À partir de vendredi, nous réunirons donc toutes celles et ceux qui souhaitent poursuivre la conversation non seulement sur le plan politique, mais également sur le plan économique et social. Ainsi, après l'ouverture des travaux par le Président de la République, je prendrai la suite avec la mise en place d'ateliers de travail sur des thématiques que nous connaissons déjà, puisque ce sont des discussions de fond que nous avons depuis longtemps, mais aussi sur tout autre sujet que les partenaires politiques voudraient voir abordé.
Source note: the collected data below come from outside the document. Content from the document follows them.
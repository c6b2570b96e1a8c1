//! Grid view tests: both layouts read and write the same chart session.

use odontolib::{
    parse_chart, ArchView, ChartSession, ChartState, Editor, Finding, Placement, QuadrantListView,
    StatusChoice, Taxonomy, ToothId, Zone,
};
use pretty_assertions::assert_eq;

fn id(n: u8) -> ToothId {
    ToothId::new(n).expect("charted tooth")
}

fn cell_record(view: &QuadrantListView<'_>, chart: &ChartState, tooth: u8) -> odontolib::ToothRecord {
    view.quadrants(chart)
        .into_iter()
        .flat_map(|q| q.rows)
        .find(|cell| cell.id == id(tooth))
        .map(|cell| cell.record)
        .expect("tooth listed")
}

#[test]
fn arch_click_opens_editor_and_list_sees_commit() {
    let taxonomy = Taxonomy::standard();
    let arch = ArchView::new(&taxonomy);
    let list = QuadrantListView::new(&taxonomy);
    let mut editor = Editor::new(&taxonomy);
    let mut session = ChartSession::detached(ChartState::new());

    arch.click_tooth(&mut editor, id(46), session.state()).unwrap();
    assert_eq!(editor.tooth(), Some(id(46)));
    editor.drop_symbol("obturacion", odontolib::Target::Zone(Zone::Center)).unwrap();
    editor.confirm(&mut session).unwrap();

    let record = cell_record(&list, session.state(), 46);
    assert_eq!(record.zones.get(Zone::Center), Some("obturacion"));
}

#[test]
fn brush_marks_zone_and_notifies_whole_chart() {
    let taxonomy = Taxonomy::standard();
    let mut list = QuadrantListView::new(&taxonomy);
    list.set_brush(Some("caries")).unwrap();

    let seed = parse_chart(r#"{"11":{"status":"ausente"}}"#).unwrap();
    let mut seen = Vec::new();
    {
        let mut session = ChartSession::new(seed, |chart: &ChartState| seen.push(chart.to_json().unwrap()));
        assert_eq!(
            list.click_zone(&mut session, id(36), Zone::Left),
            Some(Placement::Zone(Zone::Left))
        );
    }
    assert_eq!(
        seen,
        vec![r#"{"11":{"status":"ausente"},"36":{"zones":{"left":"caries"}}}"#.to_string()]
    );
}

#[test]
fn whole_tooth_brush_sets_status() {
    let taxonomy = Taxonomy::standard();
    let mut list = QuadrantListView::new(&taxonomy);
    list.set_brush(Some("extraccion_ind")).unwrap();
    let mut session = ChartSession::detached(ChartState::new());

    assert_eq!(list.click_zone(&mut session, id(85), Zone::Top), Some(Placement::Status));
    let record = session.state().get("85");
    assert_eq!(record.status.as_deref(), Some("extraccion_ind"));
    assert!(record.zones.is_empty());
}

#[test]
fn status_menu_choices() {
    let taxonomy = Taxonomy::standard();
    let list = QuadrantListView::new(&taxonomy);
    let labels: Vec<&str> = list.status_choices().iter().map(|c| c.label()).collect();
    assert_eq!(labels, vec!["Normal", "Ausente", "Implante", "Corona"]);

    let mut session = ChartSession::detached(parse_chart(r#"{"21":{"zones":{"top":"caries"}}}"#).unwrap());
    for (choice, status) in [
        (StatusChoice::Ausente, Some("ausente")),
        (StatusChoice::Implante, Some("implante")),
        (StatusChoice::Corona, Some("corona")),
        (StatusChoice::Normal, None),
    ] {
        list.set_status(&mut session, id(21), choice);
        let record = session.state().get("21");
        assert_eq!(record.status.as_deref(), status, "{choice:?}");
        assert_eq!(record.zones.get(Zone::Top), Some("caries"));
    }
    assert_eq!(StatusChoice::Corona.finding(), Some(Finding::Corona));
}

#[test]
fn measurements_from_either_view_agree() {
    let taxonomy = Taxonomy::standard();
    let arch = ArchView::new(&taxonomy);
    let list = QuadrantListView::new(&taxonomy);
    let mut session = ChartSession::detached(ChartState::new());

    arch.set_recesion(&mut session, id(13), "2");
    list.set_movilidad(&mut session, id(13), "I");

    let from_arch = arch
        .rows(session.state())
        .into_iter()
        .flat_map(|row| row.right.into_iter().chain(row.left))
        .find(|cell| cell.id == id(13))
        .map(|cell| cell.record)
        .unwrap();
    let from_list = cell_record(&list, session.state(), 13);

    assert_eq!(from_arch, from_list);
    assert_eq!(from_arch.recesion.as_deref(), Some("2"));
    assert_eq!(from_arch.movilidad.as_deref(), Some("I"));

    list.set_recesion(&mut session, id(13), "");
    assert_eq!(session.state().get("13").recesion, None);
}

#[test]
fn arch_cells_carry_connections() {
    let taxonomy = Taxonomy::standard();
    let chart = parse_chart(r#"{"11":{"status":"prot_total"},"21":{"status":"prot_total"},"22":{"status":"fija"}}"#).unwrap();
    let rows = ArchView::new(&taxonomy).rows(&chart);

    let t11 = rows[0].right.last().unwrap();
    let t21 = &rows[0].left[0];
    let t22 = &rows[0].left[1];
    assert!(t11.connection.right && !t11.connection.left);
    assert!(t21.connection.left && !t21.connection.right);
    assert!(!t22.connection.left && !t22.connection.right);
    assert!(!t21.render.prosthesis.as_ref().unwrap().left);
    assert!(t22.to_svg(None, &taxonomy).contains("prosthesis-left"));
}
Madame la sénatrice, je partage avec vous la conviction qu'un chemin est possible. La porte est ouverte ; elle est toujours restée ouverte pour tout le monde. En revanche, l'État est clair sur un point : il ne peut y avoir de droit de veto de qui que ce soit sur l'avenir de la Nouvelle-Calédonie. Cela n'est pas acceptable. À partir du moment où nous sommes dans la transparence, où la méthode est la même depuis le début - confiance, dialogue et possibilité d'échanger sur tous les sujets -, alors toutes les forces politiques doivent prendre leurs responsabilités pour essayer de donner des perspectives aux Calédoniens. C'est ce qu'ils attendent avant tout.

L'État sera au rendez-vous ce vendredi et les jours qui suivront. (M. François Patriat applaudit.)

M. le président. La parole est à Mme Corinne Narassiguin, pour la réplique.

Mme Corinne Narassiguin. Madame la ministre, la Nouvelle-Calédonie a besoin de perspectives claires et de confiance, vous l'avez dit. La situation financière est critique. Sans visibilité ni stabilité institutionnelle, toute refondation économique et sociale reposera sur du sable. Néanmoins, aucune pression de type « pétrole contre nourriture » ne sera acceptable. Nous resterons vigilants. (Applaudissements sur les travées du groupe SER. - M. Robert Wienie Xowie applaudit également.)